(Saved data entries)
+---+

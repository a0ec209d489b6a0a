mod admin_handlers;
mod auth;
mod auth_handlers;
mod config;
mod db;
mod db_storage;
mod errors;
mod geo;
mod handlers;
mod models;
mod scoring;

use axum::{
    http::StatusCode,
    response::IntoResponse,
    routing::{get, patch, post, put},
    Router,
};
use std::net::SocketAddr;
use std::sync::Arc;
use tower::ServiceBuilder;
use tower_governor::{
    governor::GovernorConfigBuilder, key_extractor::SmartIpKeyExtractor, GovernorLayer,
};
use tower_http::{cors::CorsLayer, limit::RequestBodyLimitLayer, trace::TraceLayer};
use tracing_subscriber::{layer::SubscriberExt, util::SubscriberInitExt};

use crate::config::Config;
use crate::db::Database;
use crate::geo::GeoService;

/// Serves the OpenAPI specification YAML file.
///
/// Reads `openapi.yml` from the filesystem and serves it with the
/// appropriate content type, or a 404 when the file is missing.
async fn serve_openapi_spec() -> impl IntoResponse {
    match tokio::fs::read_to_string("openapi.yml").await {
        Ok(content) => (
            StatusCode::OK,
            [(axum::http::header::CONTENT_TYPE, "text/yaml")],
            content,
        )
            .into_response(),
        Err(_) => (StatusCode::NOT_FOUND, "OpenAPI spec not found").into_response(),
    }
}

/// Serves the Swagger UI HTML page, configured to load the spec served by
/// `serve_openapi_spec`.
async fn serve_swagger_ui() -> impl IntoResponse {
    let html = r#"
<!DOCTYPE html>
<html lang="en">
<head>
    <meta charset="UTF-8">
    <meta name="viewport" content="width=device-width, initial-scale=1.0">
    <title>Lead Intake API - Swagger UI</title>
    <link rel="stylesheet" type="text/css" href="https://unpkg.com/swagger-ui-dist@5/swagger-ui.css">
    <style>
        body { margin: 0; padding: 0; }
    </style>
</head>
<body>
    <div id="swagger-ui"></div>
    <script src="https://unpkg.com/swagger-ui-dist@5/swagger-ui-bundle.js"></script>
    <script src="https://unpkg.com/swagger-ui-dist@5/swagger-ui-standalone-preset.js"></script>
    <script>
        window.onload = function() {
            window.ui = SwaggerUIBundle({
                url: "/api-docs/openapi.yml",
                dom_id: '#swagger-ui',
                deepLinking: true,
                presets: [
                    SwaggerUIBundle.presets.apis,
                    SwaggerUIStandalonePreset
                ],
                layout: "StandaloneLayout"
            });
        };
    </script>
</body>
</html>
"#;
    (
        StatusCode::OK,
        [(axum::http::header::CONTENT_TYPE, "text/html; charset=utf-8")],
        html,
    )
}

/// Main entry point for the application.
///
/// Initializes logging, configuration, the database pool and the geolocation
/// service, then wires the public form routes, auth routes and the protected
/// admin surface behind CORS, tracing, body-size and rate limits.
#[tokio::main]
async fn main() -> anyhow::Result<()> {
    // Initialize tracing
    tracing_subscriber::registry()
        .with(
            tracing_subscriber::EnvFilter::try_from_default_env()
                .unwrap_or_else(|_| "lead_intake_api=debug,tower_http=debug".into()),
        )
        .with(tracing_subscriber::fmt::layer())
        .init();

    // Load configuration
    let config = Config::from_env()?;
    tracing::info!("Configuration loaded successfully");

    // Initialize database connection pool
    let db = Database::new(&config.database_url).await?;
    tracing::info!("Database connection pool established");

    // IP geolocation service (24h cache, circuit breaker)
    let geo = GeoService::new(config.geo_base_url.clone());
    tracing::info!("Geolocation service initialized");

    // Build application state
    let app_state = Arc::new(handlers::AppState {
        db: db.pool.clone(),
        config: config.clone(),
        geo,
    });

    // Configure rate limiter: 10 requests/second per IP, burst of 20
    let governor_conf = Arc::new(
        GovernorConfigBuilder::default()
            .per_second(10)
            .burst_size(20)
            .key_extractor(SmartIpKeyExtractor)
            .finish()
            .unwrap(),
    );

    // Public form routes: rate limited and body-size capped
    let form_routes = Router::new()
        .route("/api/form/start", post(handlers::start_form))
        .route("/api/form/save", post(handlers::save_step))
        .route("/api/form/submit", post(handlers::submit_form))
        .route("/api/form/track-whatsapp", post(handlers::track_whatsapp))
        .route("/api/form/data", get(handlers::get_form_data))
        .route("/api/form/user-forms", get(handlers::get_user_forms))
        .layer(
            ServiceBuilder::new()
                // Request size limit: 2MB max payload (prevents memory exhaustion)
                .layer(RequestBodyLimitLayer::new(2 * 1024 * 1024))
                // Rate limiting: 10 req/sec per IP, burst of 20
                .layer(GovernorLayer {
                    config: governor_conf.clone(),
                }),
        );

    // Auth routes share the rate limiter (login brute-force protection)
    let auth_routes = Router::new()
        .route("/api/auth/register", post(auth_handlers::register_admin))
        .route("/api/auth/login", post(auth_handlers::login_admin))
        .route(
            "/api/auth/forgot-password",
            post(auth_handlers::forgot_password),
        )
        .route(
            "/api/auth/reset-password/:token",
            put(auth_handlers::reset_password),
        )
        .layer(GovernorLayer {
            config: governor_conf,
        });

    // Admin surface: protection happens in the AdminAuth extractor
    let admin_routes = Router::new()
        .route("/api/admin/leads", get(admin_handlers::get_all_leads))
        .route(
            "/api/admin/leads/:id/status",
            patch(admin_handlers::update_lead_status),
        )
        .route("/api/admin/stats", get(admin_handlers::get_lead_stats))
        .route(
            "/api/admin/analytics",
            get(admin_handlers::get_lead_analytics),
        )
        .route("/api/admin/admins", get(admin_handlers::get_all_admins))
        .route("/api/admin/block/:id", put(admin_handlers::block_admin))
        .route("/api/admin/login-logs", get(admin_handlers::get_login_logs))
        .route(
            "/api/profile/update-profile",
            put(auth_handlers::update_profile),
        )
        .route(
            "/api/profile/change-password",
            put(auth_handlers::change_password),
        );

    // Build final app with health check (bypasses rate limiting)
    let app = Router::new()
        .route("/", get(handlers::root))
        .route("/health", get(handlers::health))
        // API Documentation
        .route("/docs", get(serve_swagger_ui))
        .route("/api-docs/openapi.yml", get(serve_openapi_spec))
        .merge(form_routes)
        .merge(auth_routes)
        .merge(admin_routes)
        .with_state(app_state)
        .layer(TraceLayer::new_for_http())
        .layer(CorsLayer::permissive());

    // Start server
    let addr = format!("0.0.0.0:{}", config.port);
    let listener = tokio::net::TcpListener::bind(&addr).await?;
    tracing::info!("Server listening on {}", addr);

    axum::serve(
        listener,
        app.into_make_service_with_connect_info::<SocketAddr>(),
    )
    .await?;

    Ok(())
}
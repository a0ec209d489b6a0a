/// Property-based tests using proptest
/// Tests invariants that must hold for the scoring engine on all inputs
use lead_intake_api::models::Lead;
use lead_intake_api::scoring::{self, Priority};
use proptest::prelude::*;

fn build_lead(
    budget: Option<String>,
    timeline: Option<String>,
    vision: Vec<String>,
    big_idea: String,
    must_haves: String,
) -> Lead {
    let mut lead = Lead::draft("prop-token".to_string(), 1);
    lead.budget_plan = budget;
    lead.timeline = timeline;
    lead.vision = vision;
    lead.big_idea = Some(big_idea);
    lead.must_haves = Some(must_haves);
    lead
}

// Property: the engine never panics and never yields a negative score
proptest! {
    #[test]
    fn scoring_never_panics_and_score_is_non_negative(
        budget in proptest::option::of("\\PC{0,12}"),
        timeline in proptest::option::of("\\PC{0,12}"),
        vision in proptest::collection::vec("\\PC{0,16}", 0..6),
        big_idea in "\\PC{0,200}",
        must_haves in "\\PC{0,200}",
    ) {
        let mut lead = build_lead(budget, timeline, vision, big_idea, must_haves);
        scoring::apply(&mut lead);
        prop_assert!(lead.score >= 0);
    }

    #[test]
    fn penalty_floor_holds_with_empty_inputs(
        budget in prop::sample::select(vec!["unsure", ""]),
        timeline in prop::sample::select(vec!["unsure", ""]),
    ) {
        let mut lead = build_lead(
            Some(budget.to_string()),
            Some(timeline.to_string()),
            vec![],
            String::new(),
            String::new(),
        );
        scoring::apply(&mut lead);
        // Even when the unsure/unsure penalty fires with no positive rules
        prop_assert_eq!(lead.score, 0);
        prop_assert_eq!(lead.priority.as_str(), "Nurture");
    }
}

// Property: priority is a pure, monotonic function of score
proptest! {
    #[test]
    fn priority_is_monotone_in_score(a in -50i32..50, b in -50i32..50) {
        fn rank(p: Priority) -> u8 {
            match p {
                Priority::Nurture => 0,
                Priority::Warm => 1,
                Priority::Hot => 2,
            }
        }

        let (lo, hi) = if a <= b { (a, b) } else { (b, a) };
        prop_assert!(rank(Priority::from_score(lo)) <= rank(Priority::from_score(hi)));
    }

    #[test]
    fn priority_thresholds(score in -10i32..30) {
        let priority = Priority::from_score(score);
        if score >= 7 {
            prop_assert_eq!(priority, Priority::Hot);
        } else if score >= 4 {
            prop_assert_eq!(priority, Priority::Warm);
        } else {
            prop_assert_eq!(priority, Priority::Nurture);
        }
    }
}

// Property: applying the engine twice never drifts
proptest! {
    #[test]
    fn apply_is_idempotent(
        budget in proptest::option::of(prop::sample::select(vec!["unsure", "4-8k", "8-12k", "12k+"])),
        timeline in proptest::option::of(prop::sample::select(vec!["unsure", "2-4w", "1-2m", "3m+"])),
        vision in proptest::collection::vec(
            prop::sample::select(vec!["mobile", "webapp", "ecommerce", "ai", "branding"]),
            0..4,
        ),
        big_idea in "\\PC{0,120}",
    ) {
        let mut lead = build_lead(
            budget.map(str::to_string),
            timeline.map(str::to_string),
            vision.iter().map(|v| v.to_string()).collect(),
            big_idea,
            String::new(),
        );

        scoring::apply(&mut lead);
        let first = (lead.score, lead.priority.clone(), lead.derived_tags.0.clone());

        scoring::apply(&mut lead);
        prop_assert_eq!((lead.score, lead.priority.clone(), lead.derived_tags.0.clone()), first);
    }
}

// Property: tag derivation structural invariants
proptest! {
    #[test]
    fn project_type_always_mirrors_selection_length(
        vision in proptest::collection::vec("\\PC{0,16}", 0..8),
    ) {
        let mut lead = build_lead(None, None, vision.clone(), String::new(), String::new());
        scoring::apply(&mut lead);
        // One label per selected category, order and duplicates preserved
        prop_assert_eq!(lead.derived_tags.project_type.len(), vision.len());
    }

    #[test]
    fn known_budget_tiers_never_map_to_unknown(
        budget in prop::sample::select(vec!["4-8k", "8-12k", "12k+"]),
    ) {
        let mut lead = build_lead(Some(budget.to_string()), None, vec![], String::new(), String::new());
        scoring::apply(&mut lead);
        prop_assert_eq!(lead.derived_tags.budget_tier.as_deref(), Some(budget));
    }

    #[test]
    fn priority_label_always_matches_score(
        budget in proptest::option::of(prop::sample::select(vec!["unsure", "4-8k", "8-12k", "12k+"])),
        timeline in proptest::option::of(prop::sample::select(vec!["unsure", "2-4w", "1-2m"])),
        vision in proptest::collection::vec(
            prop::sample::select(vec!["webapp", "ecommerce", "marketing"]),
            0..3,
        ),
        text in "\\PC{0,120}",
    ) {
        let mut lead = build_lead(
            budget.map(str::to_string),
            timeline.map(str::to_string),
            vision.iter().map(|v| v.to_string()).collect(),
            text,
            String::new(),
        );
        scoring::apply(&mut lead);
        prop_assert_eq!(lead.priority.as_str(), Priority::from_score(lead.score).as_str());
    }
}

+---+

• [Work request]:
State only the count of lines above that hold the string "RequestBodyLimitLayer".

• [Exercise solution]:
2